McCullough, 77, of Seattle wasn’t present. Quinn was motionless as Judge William Brady explained the reasoning for the ruling he was about to make, which would effectively reopen the case of Maria’s murder. Quinn’s husband, Bill, occasionally looked down and closed his eyes, cheeks flushed.
“The ultimate question that must be answered: Is it more likely that the defendant would be found guilty beyond a reasonable doubt, or is it more likely he would be found not guilty, and not responsible for Maria Ridulph’s disappearance and murder?” Brady said. “Based on the changes in the law, and the consideration of the additional evidence now available to this court, the latter of these questions is true.”

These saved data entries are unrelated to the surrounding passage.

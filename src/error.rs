//! Error types for the resolver
//!
//! Provider failures never show up here: the cascade and the catalog cache
//! absorb them and degrade to "skip" or "no match". What remains are caller
//! mistakes and startup problems.

use thiserror::Error;

/// Request-level errors surfaced to the caller
#[derive(Error, Debug, PartialEq, Eq)]
pub enum EngineError {
    #[error("Query is required")]
    EmptyQuery,
}

/// Configuration loading errors
#[derive(Error, Debug)]
pub enum ConfigError {
    #[error("failed to read config file {path}: {source}")]
    Read {
        path: String,
        #[source]
        source: std::io::Error,
    },

    #[error("failed to parse config file {path}: {source}")]
    Parse {
        path: String,
        #[source]
        source: serde_yaml::Error,
    },

    #[error("invalid config value for {field}: {reason}")]
    Invalid { field: &'static str, reason: String },
}
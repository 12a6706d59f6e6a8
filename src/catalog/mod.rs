//! Composition catalog: cached provider catalog plus the static command
//! and shortcut tables
//!
//! ```text
//!   query ──► priority table (longest key first, substring)
//!               │ miss
//!               ▼
//!             catalog names (fuzzy similarity OR literal prefix/equality)
//!               │ miss
//!               ▼
//!             shortcut table (exact keyword → shabad)
//!               │ miss
//!               ▼
//!             strategy cascade
//! ```

pub mod cache;
pub mod commands;

pub use cache::{CatalogCache, Clock, ManualClock, SystemClock};
pub use commands::{CommandMatch, CommandResolver, CommandSource, Shortcut};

Against her husband’s advice, Quinn stopped momentarily outside the courtroom.
“Do I feel Jack McCullough killed my sister?” Quinn said. “Yes, I do. I have nothing more to say.
“I’m sorry. This is just disappointment.”
State’s Attorney Rick Amato lamented the loss of what he said might have been the Ridulph family’s last chance at justice.
“Jack McCullough, his loved ones and his lawyers have talked a lot of about justice in the last year or so,” Amato said in a written statement. “Maria Ridulph, her brother, Chuck, and her sister, Pat, don’t have justice. Last Thursday might well have been our last chance at justice for Maria. I did my best to speak for her – to ask questions we all want to ask – to get answers we all crave. I wanted to be sure Maria’s voice was heard.”
Aisha Davis, an attorney from the Chicago-based Exoneration Project, was McCullough’s lone representative in court Wednesday. She said McCullough is undecided whether he will file a lawsuit or seek compensation.
“It’s very powerful that the court that initially convicted Mr. McCullough is the one that’s now saying he’s innocent,” Davis said outside the courthouse. “We’re all very glad that he doesn’t have to worry about this being over his head, and he can finally move on.”
McCullough’s attorney, Russell Ainsworth, of the Chicago-based civil rights law firm Loevy & Loevy, said he’d go over McCullough’s options with him Wednesday night. He could only speculate on what damages a successful wrongful conviction suit could bring.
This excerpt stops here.